How many people do you know who live on a dead end street? I sometimes wonder if the person who coined that phrase, Dead End Street, actually lived on a dead end street. Our house, if you could see it through all the trees, rested at the very end of such an artery.

Visiting a dead end street would be like visiting the dead at the cemetery. For those unaware, such houses cast their own entity – like a foul stench. Some days I feel my house alive as if the walls were collapsing upon themselves or moving inward on me like a vice. Sometimes I would feel that I was born to die in that dreadful place. It was drab, gloomy and stunk of mildew in the mornings.

It was a dump.

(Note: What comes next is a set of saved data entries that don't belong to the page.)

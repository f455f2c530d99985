use serde::Serialize;
use std::sync::atomic::{AtomicU64, Ordering};

#[derive(Default)]
pub struct IndexerTelemetry {
    images_scanned: AtomicU64,
    images_converted: AtomicU64,
    conversion_failures: AtomicU64,
    embeddings_written: AtomicU64,
    extraction_failures: AtomicU64,
    last_run_unix_ms: AtomicU64,
}

impl IndexerTelemetry {
    pub fn inc_images_scanned(&self, count: u64) {
        self.images_scanned.fetch_add(count, Ordering::Relaxed);
    }

    pub fn inc_images_converted(&self, count: u64) {
        self.images_converted.fetch_add(count, Ordering::Relaxed);
    }

    pub fn inc_conversion_failures(&self, count: u64) {
        self.conversion_failures.fetch_add(count, Ordering::Relaxed);
    }

    pub fn inc_embeddings_written(&self, count: u64) {
        self.embeddings_written.fetch_add(count, Ordering::Relaxed);
    }

    pub fn inc_extraction_failures(&self, count: u64) {
        self.extraction_failures.fetch_add(count, Ordering::Relaxed);
    }

    pub fn mark_run_finished(&self) {
        self.last_run_unix_ms.store(unix_now_ms(), Ordering::Relaxed);
    }

    pub fn snapshot(&self) -> IndexerTelemetrySnapshot {
        IndexerTelemetrySnapshot {
            images_scanned: self.images_scanned.load(Ordering::Relaxed),
            images_converted: self.images_converted.load(Ordering::Relaxed),
            conversion_failures: self.conversion_failures.load(Ordering::Relaxed),
            embeddings_written: self.embeddings_written.load(Ordering::Relaxed),
            extraction_failures: self.extraction_failures.load(Ordering::Relaxed),
            last_run_unix_ms: self.last_run_unix_ms.load(Ordering::Relaxed),
        }
    }
}

#[derive(Debug, Clone, PartialEq, Eq, Serialize)]
pub struct IndexerTelemetrySnapshot {
    pub images_scanned: u64,
    pub images_converted: u64,
    pub conversion_failures: u64,
    pub embeddings_written: u64,
    pub extraction_failures: u64,
    pub last_run_unix_ms: u64,
}

fn unix_now_ms() -> u64 {
    use std::time::{SystemTime, UNIX_EPOCH};
    match SystemTime::now().duration_since(UNIX_EPOCH) {
        Ok(d) => d.as_millis() as u64,
        Err(_) => 0,
    }
}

The street we lived on was a dump. Normal folks never lived in a dump. Normal folks have gardens in their back yards, friendly neighbors, and fine plate settings. Normal folks would have brightly colored walls, a pool in the back and, yes, an embroidered framed cloth with the words, Home Sweet Home, near a sunlit window.

But oh no, nothing like that in my dump. Did I tell you that in my dump not a single picture frame hung on our walls? Not one lousy frame! Dump Bitter Dump would be the words defining our house.

Now If a solicitor would come calling, our listless Fred would hardly bring alarm to such a daring cretin. Fred would simply amble up to our back fence, give you a long, lazy look-over, and then retreat back into the shadows.